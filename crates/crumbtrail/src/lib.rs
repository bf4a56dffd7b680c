#![doc = include_str!("../README.md")]

mod ancestors;
mod breadcrumb;
mod builders;
mod classify;
mod config;
mod crumb;
mod hooks;
pub mod host;
pub mod html;
pub mod memory;
mod permalink;
mod render;
mod trail;

pub use ancestors::*;
pub use breadcrumb::*;
pub use builders::*;
pub use classify::*;
pub use config::*;
pub use crumb::*;
pub use hooks::*;
pub use permalink::*;
pub use render::*;
pub use trail::*;
//! Postgres storage for notes.
//!
//! The pool is created once at startup and shared; repositories borrow it.

use std::time::Duration;

use sqlx::postgres::PgPoolOptions;

pub mod models;
pub mod repositories;

pub type DbPool = sqlx::PgPool;

/// Create a connection pool from a database URL.
pub async fn create_pool(
    database_url: &str,
    max_connections: u32,
    acquire_timeout: Duration,
) -> Result<DbPool, sqlx::Error> {
    PgPoolOptions::new()
        .max_connections(max_connections)
        .acquire_timeout(acquire_timeout)
        .connect(database_url)
        .await
}

/// Round-trip a trivial query to confirm the database is reachable.
pub async fn health_check(pool: &DbPool) -> Result<(), sqlx::Error> {
    sqlx::query("SELECT 1").execute(pool).await?;
    Ok(())
}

####

Work item: Please quote the records above exactly, without skipping a line.

Completed task:
filename crates/crumbtrail/src/lib.rs
repository bf4a56dffd7b680c
#![doc = include_str!("../README.md")]

mod ancestors;
mod breadcrumb;
mod builders;
mod classify;
mod config;
mod crumb;
mod hooks;
pub mod host;
pub mod html;
pub mod memory;
mod permalink;
mod render;
mod trail;

pub use ancestors::*;
pub use breadcrumb::*;
pub use builders::*;
pub use classify::*;
pub use config::*;
pub use crumb::*;
pub use hooks::*;
pub use permalink::*;
pub use render::*;
pub use trail::*;
//! Postgres storage for notes.
//!
//! The pool is created once at startup and shared; repositories borrow it.

use std::time::Duration;

use sqlx::postgres::PgPoolOptions;

pub mod models;
pub mod repositories;

pub type DbPool = sqlx::PgPool;

/// Create a connection pool from a database URL.
pub async fn create_pool(
    database_url: &str,
    max_connections: u32,
    acquire_timeout: Duration,
) -> Result<DbPool, sqlx::Error> {
    PgPoolOptions::new()
        .max_connections(max_connections)
        .acquire_timeout(acquire_timeout)
        .connect(database_url)
        .await
}

/// Round-trip a trivial query to confirm the database is reachable.
pub async fn health_check(pool: &DbPool) -> Result<(), sqlx::Error> {
    sqlx::query("SELECT 1").execute(pool).await?;
    Ok(())
}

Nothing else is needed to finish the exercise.